● **Provided records**:
━━━━

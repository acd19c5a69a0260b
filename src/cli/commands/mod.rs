pub mod credential;
pub mod logging;
pub mod mode;

use crate::identity::SECURE_TOKEN_JWKS_URL;
use clap::{
    Arg, ColorChoice, Command,
    builder::styling::{AnsiColor, Effects, Styles},
};

pub const ARG_PORT: &str = "port";
pub const ARG_KEYS_URL: &str = "keys-url";
pub const ARG_FRONTEND_ORIGIN: &str = "frontend-origin";

#[must_use]
pub fn new() -> Command {
    let styles = Styles::styled()
        .header(AnsiColor::Yellow.on_default() | Effects::BOLD)
        .usage(AnsiColor::Green.on_default() | Effects::BOLD)
        .literal(AnsiColor::Blue.on_default() | Effects::BOLD)
        .placeholder(AnsiColor::Green.on_default());

    let long_version: &'static str = Box::leak(
        format!("{} - {}", env!("CARGO_PKG_VERSION"), crate::GIT_COMMIT_HASH).into_boxed_str(),
    );

    let command = Command::new("sessionbridge")
        .about("Exchange identity-provider ID tokens for session cookies")
        .version(env!("CARGO_PKG_VERSION"))
        .long_version(long_version)
        .color(ColorChoice::Auto)
        .styles(styles)
        .arg(
            Arg::new(ARG_PORT)
                .short('p')
                .long(ARG_PORT)
                .help("Port to listen on")
                .default_value("8080")
                .env("SESSIONBRIDGE_PORT")
                .value_parser(clap::value_parser!(u16)),
        )
        .arg(
            Arg::new(ARG_KEYS_URL)
                .long(ARG_KEYS_URL)
                .help("JWKS URL of the secure-token service that signs ID tokens")
                .long_help(
                    "JWKS URL of the secure-token service that signs ID tokens.\n\nKeys are cached for the `Cache-Control: max-age` of the response and refreshed on unknown `kid` with a cooldown.",
                )
                .default_value(SECURE_TOKEN_JWKS_URL)
                .env("SESSIONBRIDGE_KEYS_URL"),
        )
        .arg(
            Arg::new(ARG_FRONTEND_ORIGIN)
                .long(ARG_FRONTEND_ORIGIN)
                .help("Allow credentialed cross-origin requests from this origin")
                .env("SESSIONBRIDGE_FRONTEND_ORIGIN"),
        );

    let command = mode::with_args(command);
    let command = credential::with_args(command);
    logging::with_args(command)
}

━━━━

● **Instructions for the task**: Your task is to quote, without any alteration, the lines running from the top of the records to the line that holds "#[must_use]", both included.

● **Solution to this problem**:
repository acd19c5a69a0260b
filename src/cli/commands/mod.rs
pub mod credential;
pub mod logging;
pub mod mode;

use crate::identity::SECURE_TOKEN_JWKS_URL;
use clap::{
    Arg, ColorChoice, Command,
    builder::styling::{AnsiColor, Effects, Styles},
};

pub const ARG_PORT: &str = "port";
pub const ARG_KEYS_URL: &str = "keys-url";
pub const ARG_FRONTEND_ORIGIN: &str = "frontend-origin";

#[must_use]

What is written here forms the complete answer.